Now, researchers have developed a biomedical structure that has given impressive functional recovery to lab rats with severed spinal cords. The team detailed their success in a study published in the journal Advanced Healthcare Materials.
“Within the United States, SCI [spinal cord injury] has affected a significant number of individuals…with estimates ranging from 255,000 to 383,000 persons,” the researchers wrote in the study. “Unfortunately, there are no treatments currently available for SCI.”
That could all change. The team created a scaffold with tiny channels, which they then populated with spinal neural progenitor cells (sNPCs)—simply put, cells that can multiply and turn into different types of cells.

“We use the 3D-printed channels of the scaffold to direct the growth of the stem cells, which ensures the new nerve fibers grow in the desired way,” Guebum Han, first author of the paper and a mechanical engineer at Intel Corporation, said in a statement. “This method creates a relay system that when placed in the spinal cord, bypasses the damaged area.”

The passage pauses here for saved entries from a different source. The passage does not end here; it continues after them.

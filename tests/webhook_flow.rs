//! End-to-end webhook deliveries through the HTTP router.

use alloy_primitives::{Address, B256, U256};
use alloy_sol_types::SolEvent;
use axum::body::Body;
use axum::http::{Request, StatusCode};
use axum::Router;
use serde_json::{json, Value};
use std::sync::Arc;
use ticket_common::TokenClass;
use ticket_indexer::http::create_http_router;
use ticket_indexer::{AppContext, ContractAddresses};
use ticket_lifecycle::decoder::ITicketGame;
use tower::ServiceExt;

const ERC404: &str = "0x0000000000000000000000000000000000000404";
const ERC721: &str = "0x0000000000000000000000000000000000000721";
const ZERO: &str = "0x0000000000000000000000000000000000000000";
const ALICE: &str = "0x00000000000000000000000000000000000000a1";
const BOB: &str = "0x00000000000000000000000000000000000000b0";

async fn setup() -> (Arc<AppContext>, Router) {
    let contracts = ContractAddresses::new(Some(ERC404), Some(ERC721)).unwrap();
    let ctx = Arc::new(AppContext::in_memory(contracts).await.unwrap());
    (ctx.clone(), create_http_router(ctx))
}

async fn send(app: &Router, request: Request<Body>) -> (StatusCode, Value) {
    let response = app.clone().oneshot(request).await.unwrap();
    let status = response.status();
    let body = axum::body::to_bytes(response.into_body(), usize::MAX)
        .await
        .unwrap();
    let value = serde_json::from_slice(&body).unwrap_or(Value::Null);
    (status, value)
}

async fn post_webhook(app: &Router, payload: &Value) -> (StatusCode, Value) {
    let request = Request::builder()
        .method("POST")
        .uri("/webhook")
        .header("content-type", "application/json")
        .body(Body::from(payload.to_string()))
        .unwrap();
    send(app, request).await
}

async fn get(app: &Router, uri: &str) -> (StatusCode, Value) {
    send(app, Request::builder().uri(uri).body(Body::empty()).unwrap()).await
}

fn delivery(confirmed: bool) -> Value {
    json!({
        "confirmed": confirmed,
        "chainId": "0x1",
        "block": { "number": "100", "hash": "0xbb", "timestamp": "1700000000" },
        "logs": [],
        "erc20Transfers": [],
        "nftTransfers": []
    })
}

fn nft_transfer(tx: &str, contract: &str, from: &str, to: &str, token_id: &str) -> Value {
    json!({
        "transactionHash": tx,
        "contract": contract,
        "from": from,
        "to": to,
        "tokenId": token_id
    })
}

fn erc20_transfer(tx: &str, from: &str, to: &str, value: &str) -> Value {
    json!({
        "transactionHash": tx,
        "contract": ERC404,
        "from": from,
        "to": to,
        "value": value
    })
}

fn hex_word(word: B256) -> String {
    format!("0x{}", hex::encode(word))
}

fn log_entry(tx: &str, index: u64, topics: &[B256], data: &[u8]) -> Value {
    let mut entry = json!({
        "logIndex": index.to_string(),
        "transactionHash": tx,
        "address": ERC404,
        "data": format!("0x{}", hex::encode(data)),
    });
    for (i, topic) in topics.iter().enumerate() {
        entry[format!("topic{i}")] = json!(hex_word(*topic));
    }
    entry
}

fn minted(tx: &str, token_id: u64, owner: &str, levels: &[(u64, u64)]) -> Value {
    let owner: Address = owner.parse().unwrap();
    let event = ITicketGame::TicketMinted {
        tokenId: U256::from(token_id),
        owner,
        levels: levels
            .iter()
            .map(|(win, roll)| ITicketGame::Level {
                winAmount: U256::from(*win),
                rollNumber: U256::from(*roll),
            })
            .collect(),
    };
    log_entry(
        tx,
        0,
        &[
            ITicketGame::TicketMinted::SIGNATURE_HASH,
            B256::from(U256::from(token_id)),
            owner.into_word(),
        ],
        &event.encode_data(),
    )
}

fn resolved(tx: &str, token_id: u64, roll: u64, win: u64) -> Value {
    let event = ITicketGame::TicketResolved {
        tokenId: U256::from(token_id),
        rollResult: U256::from(roll),
        winAmount: U256::from(win),
    };
    log_entry(
        tx,
        1,
        &[
            ITicketGame::TicketResolved::SIGNATURE_HASH,
            B256::from(U256::from(token_id)),
        ],
        &event.encode_data(),
    )
}

#[tokio::test]
async fn replayed_delivery_is_applied_once() {
    let (ctx, app) = setup().await;

    let mut payload = delivery(false);
    payload["nftTransfers"] = json!([nft_transfer("0x01", ERC721, ZERO, ALICE, "5")]);
    payload["erc20Transfers"] = json!([erc20_transfer("0x01", ZERO, ALICE, "1000")]);

    let (status, body) = post_webhook(&app, &payload).await;
    assert_eq!(status, StatusCode::OK);
    assert_eq!(body["applied"], 1);
    assert_eq!(body["skipped"], 0);

    let (status, body) = post_webhook(&app, &payload).await;
    assert_eq!(status, StatusCode::OK);
    assert_eq!(body["applied"], 0);
    assert_eq!(body["skipped"], 1);

    assert_eq!(ctx.engine_db.processed_count().await.unwrap(), 1);
    assert_eq!(ctx.tokens.get_balance(ALICE).unwrap().as_deref(), Some("1000"));
    assert_eq!(
        ctx.tokens.get_owner(TokenClass::Erc721, "5").unwrap().as_deref(),
        Some(ALICE)
    );

    let (_, health) = get(&app, "/health").await;
    assert_eq!(health["engine"]["processed_transactions"], 1);
    assert_eq!(health["engine"]["last_block"], 100);
}

#[tokio::test]
async fn mistyped_entry_skips_only_itself() {
    let (ctx, app) = setup().await;

    let mut payload = delivery(false);
    payload["nftTransfers"] = json!([
        nft_transfer("0x01", ERC721, ZERO, ALICE, "5"),
        { "transactionHash": "0x01", "contract": ERC721, "from": ZERO, "to": 123, "tokenId": "6" },
        null
    ]);
    payload["erc20Transfers"] = json!([
        erc20_transfer("0x02", ZERO, BOB, "-1000"),
        erc20_transfer("0x02", ZERO, ALICE, "70")
    ]);

    let (status, body) = post_webhook(&app, &payload).await;
    assert_eq!(status, StatusCode::OK);
    assert_eq!(body["message"], "Webhook processed");
    assert_eq!(body["applied"], 2);

    assert_eq!(
        ctx.tokens.get_owner(TokenClass::Erc721, "5").unwrap().as_deref(),
        Some(ALICE)
    );
    assert_eq!(ctx.tokens.get_owner(TokenClass::Erc721, "6").unwrap(), None);
    assert_eq!(ctx.tokens.get_balance(BOB).unwrap(), None);
    assert_eq!(ctx.tokens.get_balance(ALICE).unwrap().as_deref(), Some("70"));
}

#[tokio::test]
async fn failed_item_does_not_stop_the_transaction() {
    let dir = tempfile::tempdir().unwrap();
    let contracts = ContractAddresses::new(Some(ERC404), Some(ERC721)).unwrap();
    let ctx = Arc::new(AppContext::open(dir.path(), contracts).await.unwrap());
    let app = create_http_router(ctx.clone());

    // Openings can no longer be written
    let side = rusqlite::Connection::open(dir.path().join("tickets.db")).unwrap();
    side.execute("DROP TABLE openings", []).unwrap();
    drop(side);

    let opener: Address = ALICE.parse().unwrap();
    let opening = ITicketGame::TicketOpeningInitiated {
        tokenId: U256::from(42),
        opener,
        requestId: U256::from(1),
    };

    let mut payload = delivery(false);
    payload["logs"] = json!([
        log_entry(
            "0x0e",
            0,
            &[
                ITicketGame::TicketOpeningInitiated::SIGNATURE_HASH,
                B256::from(U256::from(42)),
                opener.into_word(),
            ],
            &opening.encode_data(),
        ),
        minted("0x0e", 42, ALICE, &[(100, 1)]),
    ]);

    let (status, body) = post_webhook(&app, &payload).await;
    assert_eq!(status, StatusCode::OK);
    assert_eq!(body["applied"], 1);

    assert!(ctx.tickets.get_minting_details("42").unwrap().is_some());
    assert_eq!(ctx.engine_db.processed_count().await.unwrap(), 1);
}

#[tokio::test]
async fn logs_from_untracked_contracts_are_ignored() {
    let (ctx, app) = setup().await;

    let mut entry = minted("0x0f", 11, ALICE, &[(1, 1)]);
    entry["address"] = json!("0x00000000000000000000000000000000000000ff");
    let mut payload = delivery(false);
    payload["logs"] = json!([entry]);

    let (status, _) = post_webhook(&app, &payload).await;
    assert_eq!(status, StatusCode::OK);
    assert!(ctx.tickets.get_minting_details("11").unwrap().is_none());
}

#[tokio::test]
async fn confirmed_delivery_is_skipped() {
    let (ctx, app) = setup().await;

    let mut payload = delivery(true);
    payload["nftTransfers"] = json!([nft_transfer("0x01", ERC721, ZERO, ALICE, "5")]);

    let (status, body) = post_webhook(&app, &payload).await;
    assert_eq!(status, StatusCode::OK);
    assert_eq!(body["message"], "Skipped confirmed block");

    assert_eq!(ctx.engine_db.processed_count().await.unwrap(), 0);
    assert_eq!(ctx.tokens.get_owner(TokenClass::Erc721, "5").unwrap(), None);
}

#[tokio::test]
async fn unparseable_body_still_answers_ok() {
    let (_, app) = setup().await;

    let request = Request::builder()
        .method("POST")
        .uri("/webhook")
        .body(Body::from("not json"))
        .unwrap();
    let (status, body) = send(&app, request).await;
    assert_eq!(status, StatusCode::OK);
    assert!(body["message"].as_str().is_some());
}

#[tokio::test]
async fn repeated_erc404_token_in_one_transaction_applies_first_only() {
    let (ctx, app) = setup().await;

    let mut payload = delivery(false);
    payload["nftTransfers"] = json!([
        nft_transfer("0x01", ERC404, ZERO, ALICE, "9"),
        nft_transfer("0x01", ERC404, ALICE, BOB, "9"),
        nft_transfer("0x01", ERC721, ZERO, ALICE, "9"),
        nft_transfer("0x01", ERC721, ALICE, BOB, "9"),
    ]);

    let (status, _) = post_webhook(&app, &payload).await;
    assert_eq!(status, StatusCode::OK);

    assert_eq!(
        ctx.tokens.get_owner(TokenClass::Erc404, "9").unwrap().as_deref(),
        Some(ALICE)
    );
    // the plain NFT class is not de-duplicated
    assert_eq!(
        ctx.tokens.get_owner(TokenClass::Erc721, "9").unwrap().as_deref(),
        Some(BOB)
    );
}

#[tokio::test]
async fn transfer_leaves_exactly_one_owner() {
    let (ctx, app) = setup().await;

    let mut mint = delivery(false);
    mint["nftTransfers"] = json!([nft_transfer("0x01", ERC721, ZERO, ALICE, "3")]);
    post_webhook(&app, &mint).await;

    let mut transfer = delivery(false);
    transfer["nftTransfers"] = json!([nft_transfer("0x02", ERC721, ALICE, BOB, "3")]);
    post_webhook(&app, &transfer).await;

    assert_eq!(
        ctx.tokens.get_distinct_owners(TokenClass::Erc721).unwrap(),
        vec![BOB.to_string()]
    );

    let (_, holdings) = get(&app, &format!("/holdings/{ALICE}")).await;
    assert_eq!(holdings["erc721"], json!([]));
    let (_, holdings) = get(&app, &format!("/holdings/{BOB}")).await;
    assert_eq!(holdings["erc721"], json!(["3"]));
}

#[tokio::test]
async fn mint_then_resolve_accumulates_minting_details() {
    let (ctx, app) = setup().await;
    let mut observer = ctx.notifier.register_client("observer".to_string());

    let mut payload = delivery(false);
    payload["logs"] = json!([
        minted("0x0a", 42, ALICE, &[(100, 1), (5000, 2)]),
        resolved("0x0a", 42, 2, 5000),
    ]);

    let (status, body) = post_webhook(&app, &payload).await;
    assert_eq!(status, StatusCode::OK);
    assert_eq!(body["applied"], 1);

    let (status, details) = get(&app, "/minting-details/42").await;
    assert_eq!(status, StatusCode::OK);
    assert_eq!(
        details["levels"],
        json!([
            { "winAmount": "100", "rollNumber": 1 },
            { "winAmount": "5000", "rollNumber": 2 }
        ])
    );
    assert_eq!(details["rollResult"], 2);
    assert_eq!(details["payout"], "5000");
    assert_eq!(details["transactionHash"], "0x0a");
    assert_eq!(details["timestamp"], "2023-11-14T22:13:20.000Z");

    for _ in 0..2 {
        let frame: Value = serde_json::from_str(&observer.recv().await.unwrap()).unwrap();
        assert_eq!(frame["type"], "MINTING_DETAILS_UPDATED");
        assert_eq!(frame["data"]["tokenId"], "42");
    }
}

#[tokio::test]
async fn unknown_logs_are_ignored() {
    let (ctx, app) = setup().await;

    let mut payload = delivery(false);
    payload["logs"] = json!([log_entry(
        "0x0b",
        0,
        &[B256::repeat_byte(0x77)],
        &[0u8; 32]
    )]);

    let (status, body) = post_webhook(&app, &payload).await;
    assert_eq!(status, StatusCode::OK);
    assert_eq!(body["applied"], 1);
    assert!(ctx.tickets.get_all_minting_details().unwrap().is_empty());
}

#[tokio::test]
async fn empty_holdings_shape() {
    let (_, app) = setup().await;

    let (status, body) = get(&app, &format!("/holdings/{ALICE}")).await;
    assert_eq!(status, StatusCode::OK);
    assert_eq!(
        body,
        json!({ "erc404": { "fungible": "0", "nfts": [] }, "erc721": [] })
    );
}

#[tokio::test]
async fn openings_follow_current_owner() {
    let (_, app) = setup().await;

    let opener: Address = ALICE.parse().unwrap();
    let opening = ITicketGame::TicketOpeningInitiated {
        tokenId: U256::from(8),
        opener,
        requestId: U256::from(1),
    };

    let mut payload = delivery(false);
    payload["nftTransfers"] = json!([nft_transfer("0x0c", ERC404, ZERO, ALICE, "8")]);
    payload["logs"] = json!([log_entry(
        "0x0c",
        2,
        &[
            ITicketGame::TicketOpeningInitiated::SIGNATURE_HASH,
            B256::from(U256::from(8)),
            opener.into_word(),
        ],
        &opening.encode_data(),
    )]);
    post_webhook(&app, &payload).await;

    let (_, openings) = get(&app, &format!("/address/{ALICE}/openings")).await;
    assert_eq!(openings.as_array().unwrap().len(), 1);
    assert_eq!(openings[0]["tokenClass"], "ERC404");

    let mut transfer = delivery(false);
    transfer["nftTransfers"] = json!([nft_transfer("0x0d", ERC404, ALICE, BOB, "8")]);
    post_webhook(&app, &transfer).await;

    let (_, openings) = get(&app, &format!("/address/{ALICE}/openings")).await;
    assert_eq!(openings, json!([]));
    let (_, openings) = get(&app, &format!("/address/{BOB}/openings")).await;
    assert_eq!(openings[0]["openerAddress"], ALICE);
}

Han and his colleagues transplanted the scaffolds into rats with severed spinal cords. The sNPCs turned into neurons (also called nerve cells) and reached their fibers up and down the spinal cord to connect to the animals’ original neurons. With time, the researchers observed the new neurons completely merge with the rats’ spinal cord tissue.
“Regenerative medicine has brought about a new era in spinal cord injury research,” said Ann Parr, a co-author of the study and a neurosurgeon at the University of Minnesota. “Our laboratory is excited to explore the future potential of our ‘mini spinal cords’ for clinical translation.”
While the achievement is far from mending broken backs in humans, it’s a positive development toward finally healing spinal cord injuries.